Chocolate is an all-time favorite treat, so a lot of us will happily believe just about anything to feel okay indulging in it when we know we shouldn’t. This is why we look the other way as we guiltily order a mocha latte, thinking that this isn’t quite the same as eating a piece of chocolate, or give out a sigh of relief when we see the low-fat label on a box of chocolate yogurts.
It is an accepted medical truth that chocolate protects against heart disease by restoring flexibility in arteries and preventing white blood cells from adhering to blood vessel walls and aiding in a reduction of blockages. But beneath that luscious chocolate exterior there may be something darker lurking.

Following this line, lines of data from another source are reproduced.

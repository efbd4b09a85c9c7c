//! tumorboard-evidence — Variant evidence retrieval and normalisation.
//! - Evidence source clients (MyVariant.info aggregating CIViC, ClinVar, COSMIC)
//! - Tolerant parsing of per-source records
//! - Normalisation into the canonical `VariantEvidence`
//! - Snippet deduplication

pub mod sources;
pub mod models;
pub mod normalise;
pub mod dedup;

pub use normalise::{EvidenceNormaliser, DEFAULT_SNIPPET_BUDGET};
pub use sources::{EvidenceError, EvidenceSource};
//! Tumorboard — cancer variant actionability assessment.
//! Entry point for the `tumorboard` binary.

mod config;

use std::path::{Path, PathBuf};
use std::sync::Arc;
use std::time::Duration;

use anyhow::Context;
use clap::{Parser, Subcommand};
use serde::Serialize;
use tokio_util::sync::CancellationToken;
use tracing::{info, warn};
use tracing_subscriber::EnvFilter;
use tumorboard_common::{TumorboardError, VariantQuery};
use tumorboard_engine::AssessmentEngine;
use tumorboard_evidence::sources::MyVariantClient;
use tumorboard_llm::{build_backend, BackendKind};
use tumorboard_validation::{validate, GoldStandard};

use crate::config::Config;

#[derive(Parser, Debug)]
#[command(name = "tumorboard", version, about = "Tier cancer variants with an LLM and score it against a gold standard")]
struct Cli {
    /// Path to tumorboard.toml (overrides TUMORBOARD_CONFIG).
    #[arg(long, global = true)]
    config: Option<PathBuf>,

    /// Model name passed to the backend.
    #[arg(long, global = true, env = "TUMORBOARD_MODEL")]
    model: Option<String>,

    /// openai | openai_compatible | ollama | anthropic | gemini
    #[arg(long, global = true)]
    backend: Option<BackendKind>,

    /// Write JSON here instead of stdout.
    #[arg(long, short, global = true)]
    output: Option<PathBuf>,

    #[arg(long, global = true)]
    max_concurrency: Option<usize>,

    #[command(subcommand)]
    command: Command,
}

#[derive(Subcommand, Debug)]
enum Command {
    /// Assess one variant.
    Assess {
        #[arg(long)]
        gene: String,
        #[arg(long)]
        variant: String,
        #[arg(long)]
        tumor: Option<String>,
    },
    /// Assess a JSON array of {gene, variant, tumor_type?} records.
    Batch { input: PathBuf },
    /// Run a gold standard and report accuracy metrics.
    Validate {
        gold: PathBuf,
        /// Print the text report to stderr as well as writing JSON.
        #[arg(long)]
        text: bool,
    },
}

#[tokio::main]
async fn main() -> anyhow::Result<()> {
    dotenvy::dotenv().ok();

    tracing_subscriber::fmt()
        .with_env_filter(
            EnvFilter::try_from_default_env()
                .unwrap_or_else(|_| EnvFilter::new("tumorboard=info,warn")),
        )
        .with_writer(std::io::stderr)
        .init();

    let cli = Cli::parse();

    let mut config = Config::load(cli.config.as_deref())?;
    if let Some(backend) = cli.backend {
        config.llm.backend = backend;
    }
    if let Some(model) = &cli.model {
        config.llm.model = model.clone();
    }
    let max_concurrency = cli.max_concurrency.unwrap_or(config.assessment.max_concurrency);

    // Credentials and backend are resolved before any item work starts.
    let backend = build_backend(config.backend_config())
        .context("could not configure the LLM backend")?;
    let evidence = MyVariantClient::new()
        .with_base_url(config.evidence.base_url.clone())
        .with_timeout(Duration::from_secs(config.evidence.timeout_secs))
        .with_retry(config.assessment.retry.clone());
    let engine = AssessmentEngine::new(Arc::new(evidence), backend);
    let assess_config = config.assess_config();

    info!(
        version = env!("CARGO_PKG_VERSION"),
        backend = %config.llm.backend,
        model = %assess_config.model,
        "Tumorboard starting"
    );

    let cancel = CancellationToken::new();
    {
        let cancel = cancel.clone();
        tokio::spawn(async move {
            if tokio::signal::ctrl_c().await.is_ok() {
                warn!("Interrupt received, cancelling remaining work");
                cancel.cancel();
            }
        });
    }

    match cli.command {
        Command::Assess { gene, variant, tumor } => {
            let query = VariantQuery::new(gene, variant, tumor);
            let assessment = engine.assess_one(&assess_config, &query).await?;
            info!(tier = %assessment.tier, confidence = assessment.confidence, "Assessment complete");
            write_json(&assessment, cli.output.as_deref())?;
        }
        Command::Batch { input } => {
            let queries = load_queries(&input)?;

            let outcome = engine.assess_batch(&assess_config, queries, max_concurrency, &cancel).await;
            info!(
                total = outcome.summary.total,
                succeeded = outcome.summary.succeeded,
                failed = outcome.summary.failed,
                cancelled = outcome.summary.cancelled,
                "Batch complete"
            );
            write_json(&outcome, cli.output.as_deref())?;
        }
        Command::Validate { gold, text } => {
            let gold = GoldStandard::load(&gold)?;
            let report = validate(&engine, &assess_config, &gold, max_concurrency, &cancel).await?;
            if text || cli.output.is_some() {
                eprint!("{}", report.render_text());
            }
            write_json(&report, cli.output.as_deref())?;
        }
    }

    Ok(())
}

/// Batch input: a JSON array of `{gene, variant, tumor_type?}`.
fn load_queries(path: &Path) -> tumorboard_common::Result<Vec<VariantQuery>> {
    let text = std::fs::read_to_string(path)?;
    let queries: Vec<VariantQuery> = serde_json::from_str(&text)?;
    if let Some(i) = queries.iter().position(|q| q.gene.trim().is_empty() || q.variant.trim().is_empty()) {
        return Err(TumorboardError::InvalidInput(format!(
            "{}: record {i} needs a gene and a variant",
            path.display()
        )));
    }
    info!(path = %path.display(), queries = queries.len(), "Loaded batch input");
    Ok(queries)
}

fn write_json<T: Serialize>(value: &T, output: Option<&Path>) -> anyhow::Result<()> {
    let json = serde_json::to_string_pretty(value)?;
    match output {
        Some(path) => {
            std::fs::write(path, json + "\n").with_context(|| format!("writing {}", path.display()))?;
            info!(path = %path.display(), "Wrote output");
        }
        None => println!("{json}"),
    }
    Ok(())
}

Heart protection versus weight gain.
Despite the heart healthy benefits, chocolate – any chocolate – is mixed with sugar and packs a mighty caloric wallop on consumption. Even the healthiest of chocolates have about 160 calories per ounce of dark candy treat. On a calorie restricted medical weight loss diet it doesn’t take much chocolate to use up your limit for the day.
Once you start …
Chocolate cravings are not myth. Chocolate is recognized as the most frequent target of uncontrolled cravings most likely because of the sugar and psychoactive compounds hidden in the chocolate like anandamide, caffeine and theobromine. While not a true “addiction” it can certainly evoke a powerful desire in some people.
Your body won’t thank you
Few foods are associated with such a list of negative side effects as chocolate. Increased anxiety, diarrhea, worsening reflux disease (GERD) migraine headaches and worsening irritable bowel syndrome all add up to a significant toll for some.
Most of the medical advice pertaining to chocolate is to limit intake and stay with the darkest chocolate you can find. Despite a few protective features in chocolate, it is unlikely that anyone really experience significant benefits from a diet high in dark chocolate. Except, of course, for the people that sell it.